I was busy, but also, I realise now why I asked for a specific example. The problem is that the detailed semantics of transactions are not AFAIK generally accepted. Certainly different implementations have different semantics (and ones that can vary under settings such as Repeatable Read and Cursor Stability etc).

I think I might need to define (or find defns of) the 'transaction model' (or models) before I can properly attack them all. In the meantime I'll note my semantic assumptions below as I go

> instead raised a different example, which by the way can be resolved
> trivially, even with the current DB2 and transaction.
>
> >>Here's a deal: I reserve a sum to be debited against a client account
> >>(the sum is not debited yet, just the available balance reflects the
> >>reservation - i.e. the client has committed to pay). Based on some other
> >>happenings in the client software (let's say I cannot performa the
> >>service, or I can, etc), I want either to go ahead with the debit, or
> >>cancel the transaction (ROLLBACK). Compose several of these happening

I'll leave your example for a moment. That 'reserve' brings me to relational locking methods and I don't want to go there here just yet.

BEGIN
db->DB_STATEMENT1
client->ACTION1
db->DB_STATEMENT2
client->ACTION2
db->DB_STATEMENT3
END To take the easy way out, lets say that the semantics of the above is that there are no side effects and the 'now' of the transaction is the COMMIT time. By no side effects, I mean that none of the DB_STATEMENTs have the side effect of locking any rows in the database. I know that this is probably not reasonable to you, but as I said, this is the easy case.

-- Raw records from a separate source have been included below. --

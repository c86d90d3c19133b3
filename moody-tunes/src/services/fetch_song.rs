//! Materialize a suggested song from the provider

use crate::db::songs;
use crate::services::provider::MusicProvider;
use moody_common::db::{Song, MAX_SONG_TEXT_LEN};
use moody_common::Result;
use sqlx::SqlitePool;
use tracing::{info, warn};

#[derive(Debug, Clone, PartialEq)]
pub enum FetchOutcome {
    AlreadyPresent,
    Inserted(Song),
    /// The provider has no usable audio features for the track
    MissingFeatures,
    /// A concurrent fetch inserted the same code first
    Raced,
}

pub async fn fetch_song(
    db: &SqlitePool,
    provider: &dyn MusicProvider,
    code: &str,
    username: &str,
) -> Result<FetchOutcome> {
    if songs::song_exists(db, code).await? {
        return Ok(FetchOutcome::AlreadyPresent);
    }

    let track = provider.track(code).await?;
    let features = provider
        .audio_features(&[track.code.clone()])
        .await?
        .into_iter()
        .next()
        .flatten();

    // Danceability 0.0 marks the value as unset; centers substitute the emotion default
    let Some((valence, energy, danceability)) = features.and_then(|f| {
        Some((f.valence?, f.energy?, f.danceability.unwrap_or_default()))
    }) else {
        warn!(code = %code, username = %username, "No audio features for suggested track, skipping");
        return Ok(FetchOutcome::MissingFeatures);
    };

    let song = Song {
        code: code.to_string(),
        name: truncate(&track.name, MAX_SONG_TEXT_LEN),
        artist: truncate(&track.artist, MAX_SONG_TEXT_LEN),
        genre: String::new(),
        valence,
        energy,
        danceability,
    };
    song.validate()?;

    match songs::insert_song(db, &song).await {
        Ok(()) => {
            info!(code = %code, username = %username, name = %song.name, "Suggested song added");
            Ok(FetchOutcome::Inserted(song))
        }
        Err(e) if e.is_unique_violation() => {
            info!(code = %code, "Suggested song inserted concurrently");
            Ok(FetchOutcome::Raced)
        }
        Err(e) => Err(e),
    }
}

fn truncate(value: &str, max_chars: usize) -> String {
    value.chars().take(max_chars).collect()
}

#[cfg(test)]
mod tests {
    use super::*;

    #[test]
    fn test_truncate_counts_chars() {
        assert_eq!(truncate("héllo", 2), "hé");
        assert_eq!(truncate("abc", 200), "abc");
    }
}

This would be one generic txn-less translation of your generic txn.

  client->ACTION1 against (DB_STATEMENT1(dbvar))

  client->ACTION2 against (DB_STATEMENT2(DB_STATEMENT1(dbvar)))

  db-> dbvar := DB_STATEMENT3(DB_STATEMENT2(DB_STATEMENT1(dbvar)))

Do you follow?
Remember the final assignment to the database variable is just my logical way of finally applying the three DB_STATEMENTS to the database. Physically it would just be the few INSERT/DELETEs etc that the statements comprise of in that instance.

> >>Where each consecutive action depends on some results of the previous
> >>action, and at each point in time client should be able to decide a
> >>rollback.

> > It seductive isn't it, this rollback ability. A counter example.
>
> It is not seductive but very efficient in terms of development cost and
> in terms of factoring out functionality that in your model will have to
> be shifted to be a burden for your users.

So a mere matter of convenience then?

> What about the mere commit statements ? Not only rollback, but just
> commit, how do you make the client computation part of the single
> database statement ?

Depends if the client computation can be coded as (part of) a relational query.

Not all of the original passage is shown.